Increasing lines of evidence suggest that DNA vaccine is of interest to fight chronic hepatitis B virus (HBV) infection. We used the Pekin duck infected by duck HBV (DHBV), closely related to the human virus, which is an attractive model allowing study of protective and therapeutic effectiveness of DNA vaccines against hepatitis B. Immunisation with a plasmid encoding the DHBV large (L) envelope protein induced a strong, specific, highly neutralising and long-lasting anti-preS humoral response in uninfected ducks.

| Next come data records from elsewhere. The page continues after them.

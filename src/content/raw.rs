//! Parse-and-validate of raw backend rows into view models
//! 将后端原始行解析并校验为视图模型
//!
//! Every decoder takes the rows a single query returned. A row that does not
//! match the expected shape fails the whole resource with a query error.
//! 每个解码器接收单次查询返回的行；任何不符合预期结构的行都会使整个资源以查询错误失败。

use serde::de::DeserializeOwned;
use serde::Deserialize;
use serde_json::{Map, Value};

use super::error::{ContentError, ContentResult};
use super::model::{
    wire, AboutContent, ButtonLabel, EventCard, FooterContent, GalleryImage, HeroContent,
    OnboardingContent, ResourceData, SectionContent, SiteData, Statistic, TeamMember,
};
use super::resource::Resource;

#[derive(Debug, Deserialize)]
struct HeroRow {
    #[serde(deserialize_with = "wire::id")]
    id: String,
    title: String,
    subtitle: String,
    description: String,
    primary_button_text: String,
    secondary_button_text: String,
}

impl From<HeroRow> for HeroContent {
    fn from(row: HeroRow) -> Self {
        HeroContent {
            id: row.id,
            title: row.title,
            subtitle: row.subtitle,
            description: row.description,
            primary_button_text: row.primary_button_text,
            secondary_button_text: row.secondary_button_text,
        }
    }
}

#[derive(Debug, Deserialize)]
struct OnboardingRow {
    #[serde(deserialize_with = "wire::id")]
    id: String,
    title: String,
    subtitle: String,
    button_text: String,
}

impl From<OnboardingRow> for OnboardingContent {
    fn from(row: OnboardingRow) -> Self {
        OnboardingContent {
            id: row.id,
            title: row.title,
            subtitle: row.subtitle,
            button_text: row.button_text,
        }
    }
}

#[derive(Debug, Deserialize)]
struct FooterRow {
    #[serde(deserialize_with = "wire::id")]
    id: String,
    copyright_text: String,
    #[serde(default)]
    note: Option<String>,
}

impl From<FooterRow> for FooterContent {
    fn from(row: FooterRow) -> Self {
        FooterContent {
            id: row.id,
            copyright_text: row.copyright_text,
            note: row.note,
        }
    }
}

#[derive(Debug, Deserialize)]
struct GalleryUrlRow {
    image_url: String,
}

fn parse_row<T: DeserializeOwned>(resource: Resource, row: Value) -> ContentResult<T> {
    serde_json::from_value(row).map_err(|e| {
        ContentError::query(resource, format!("invalid {} row: {}", resource.table(), e))
    })
}

fn parse_rows<T: DeserializeOwned>(resource: Resource, rows: Vec<Value>) -> ContentResult<Vec<T>> {
    rows.into_iter().map(|row| parse_row(resource, row)).collect()
}

/// Enforce the exactly-one-row rule / 强制恰好一行的规则
pub fn single_row(resource: Resource, rows: Vec<Value>) -> ContentResult<Value> {
    let count = rows.len();
    let mut rows = rows.into_iter();
    match (rows.next(), count) {
        (Some(row), 1) => Ok(row),
        (None, _) => Err(ContentError::query(
            resource,
            format!("expected exactly one {} row, found none", resource.table()),
        )),
        (Some(_), n) => Err(ContentError::query(
            resource,
            format!("expected exactly one {} row, found {}", resource.table(), n),
        )),
    }
}

fn sort_by_order<T, F>(items: &mut [T], key: F)
where
    F: Fn(&T) -> Option<i64>,
{
    // Stable; rows without an order go last / 稳定排序，无顺序的行排在最后
    items.sort_by_key(|item| match key(item) {
        Some(order) => (0, order),
        None => (1, 0),
    });
}

pub fn hero_content(rows: Vec<Value>) -> ContentResult<HeroContent> {
    let row = single_row(Resource::HeroContent, rows)?;
    parse_row::<HeroRow>(Resource::HeroContent, row).map(HeroContent::from)
}

pub fn about_content(rows: Vec<Value>) -> ContentResult<AboutContent> {
    let row = single_row(Resource::AboutContent, rows)?;
    parse_row(Resource::AboutContent, row)
}

pub fn onboarding_content(rows: Vec<Value>) -> ContentResult<OnboardingContent> {
    let row = single_row(Resource::OnboardingContent, rows)?;
    parse_row::<OnboardingRow>(Resource::OnboardingContent, row).map(OnboardingContent::from)
}

pub fn footer_content(rows: Vec<Value>) -> ContentResult<FooterContent> {
    let row = single_row(Resource::FooterContent, rows)?;
    parse_row::<FooterRow>(Resource::FooterContent, row).map(FooterContent::from)
}

pub fn statistics(rows: Vec<Value>) -> ContentResult<Vec<Statistic>> {
    let mut items: Vec<Statistic> = parse_rows(Resource::Statistics, rows)?;
    sort_by_order(&mut items, |s| Some(s.order));
    Ok(items)
}

pub fn team_members(rows: Vec<Value>) -> ContentResult<Vec<TeamMember>> {
    let mut items: Vec<TeamMember> = parse_rows(Resource::TeamMembers, rows)?;
    sort_by_order(&mut items, |m| Some(m.order));
    Ok(items)
}

pub fn events(rows: Vec<Value>) -> ContentResult<Vec<EventCard>> {
    let mut items: Vec<EventCard> = parse_rows(Resource::Events, rows)?;
    sort_by_order(&mut items, |e| Some(i64::from(u8::from(e.day))));
    Ok(items)
}

pub fn gallery_images(rows: Vec<Value>) -> ContentResult<Vec<GalleryImage>> {
    let mut items: Vec<GalleryImage> = parse_rows(Resource::GalleryImages, rows)?;
    sort_by_order(&mut items, |g| g.order);
    Ok(items)
}

/// Slice `image_url` out of gallery rows / 从图库行中提取 `image_url`
pub fn gallery_urls(rows: Vec<Value>) -> ContentResult<Vec<String>> {
    let items: Vec<GalleryUrlRow> = parse_rows(Resource::GalleryImages, rows)?;
    Ok(items.into_iter().map(|r| r.image_url).collect())
}

pub fn section_content(rows: Vec<Value>) -> ContentResult<Vec<SectionContent>> {
    parse_rows(Resource::SectionContent, rows)
}

pub fn button_labels(rows: Vec<Value>) -> ContentResult<Vec<ButtonLabel>> {
    parse_rows(Resource::ButtonLabels, rows)
}

/// Decode the rows of any resource / 解码任意资源的行
pub fn decode(resource: Resource, rows: Vec<Value>) -> ContentResult<ResourceData> {
    Ok(match resource {
        Resource::HeroContent => ResourceData::HeroContent(hero_content(rows)?),
        Resource::AboutContent => ResourceData::AboutContent(about_content(rows)?),
        Resource::OnboardingContent => ResourceData::OnboardingContent(onboarding_content(rows)?),
        Resource::FooterContent => ResourceData::FooterContent(footer_content(rows)?),
        Resource::Statistics => ResourceData::Statistics(statistics(rows)?),
        Resource::TeamMembers => ResourceData::TeamMembers(team_members(rows)?),
        Resource::Events => ResourceData::Events(events(rows)?),
        Resource::GalleryImages => ResourceData::GalleryImages(gallery_images(rows)?),
        Resource::SectionContent => ResourceData::SectionContent(section_content(rows)?),
        Resource::ButtonLabels => ResourceData::ButtonLabels(button_labels(rows)?),
    })
}

/// Decode the composite payload keyed by table name
/// 解码以表名为键的组合载荷
///
/// A null or missing singleton stays unset; a null or missing collection is
/// empty. Anything else that does not validate fails the whole payload.
/// 单例为null或缺失时保持未设置；集合为null或缺失时为空；其他校验失败会使整个载荷失败。
pub fn decode_composite(payload: Value) -> ContentResult<SiteData> {
    let mut object: Map<String, Value> = match payload {
        Value::Object(object) => object,
        Value::Null => {
            return Err(ContentError::Aggregate(
                "site content procedure returned no data".to_string(),
            ))
        }
        other => {
            return Err(ContentError::Aggregate(format!(
                "site content procedure returned {}, expected an object",
                json_kind(&other)
            )))
        }
    };

    let mut data = SiteData::default();
    for resource in Resource::ALL {
        let rows = match object.remove(resource.table()).unwrap_or(Value::Null) {
            Value::Null => continue,
            Value::Array(rows) => rows,
            row @ Value::Object(_) if resource.is_singleton() => vec![row],
            other => {
                return Err(ContentError::query(
                    resource,
                    format!(
                        "expected {} for {}, got {}",
                        if resource.is_singleton() { "an object" } else { "an array" },
                        resource.table(),
                        json_kind(&other)
                    ),
                ))
            }
        };
        if resource.is_singleton() && rows.is_empty() {
            continue;
        }
        data.apply(decode(resource, rows)?);
    }
    Ok(data)
}

fn json_kind(value: &Value) -> &'static str {
    match value {
        Value::Null => "null",
        Value::Bool(_) => "a boolean",
        Value::Number(_) => "a number",
        Value::String(_) => "a string",
        Value::Array(_) => "an array",
        Value::Object(_) => "an object",
    }
}
//! Site content: typed resources, fetchers and the aggregate cache
//! 站点内容：类型化资源、获取器与聚合缓存

pub mod aggregator;
pub mod error;
pub mod fetcher;
pub mod model;
pub mod raw;
pub mod resource;

#[cfg(test)]
pub(crate) mod testing;


pub use aggregator::{AggregateSnapshot, AggregateStatus, LoadSource, SiteDataStore};
pub use error::{ContentError, ContentResult};
pub use fetcher::{FetchState, ResourceFetcher};
pub use model::{
    AboutContent, AdminDocument, ButtonLabel, EventCard, EventDay, FooterContent, GalleryImage,
    HeroContent, MemberType, OnboardingContent, ResourceData, SectionContent, SiteData, Statistic,
    StorageFile, TeamMember, Vibe,
};
pub use resource::Resource;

Importantly, maternal antibodies elicited by such DNA immunisation were vertically transmitted and protected progeny against viral challenge. Therapeutic immunisation of chronic DHBV-carrier ducks with this plasmid DNA led to the dramatic and sustained decrease in viral replication and even to clearance of intrahepatic viral covalently close circular DNA (cccDNA) pool in some animals. Our recent combination therapy data showed even a more pronounced antiviral effect of DNA vaccine to DHBV envelope protein when associated with antiviral drug (lamivudine) treatment. Therefore, DNA-based vaccine appears as a promising new approach for prophylaxis and therapy of hepatitis B.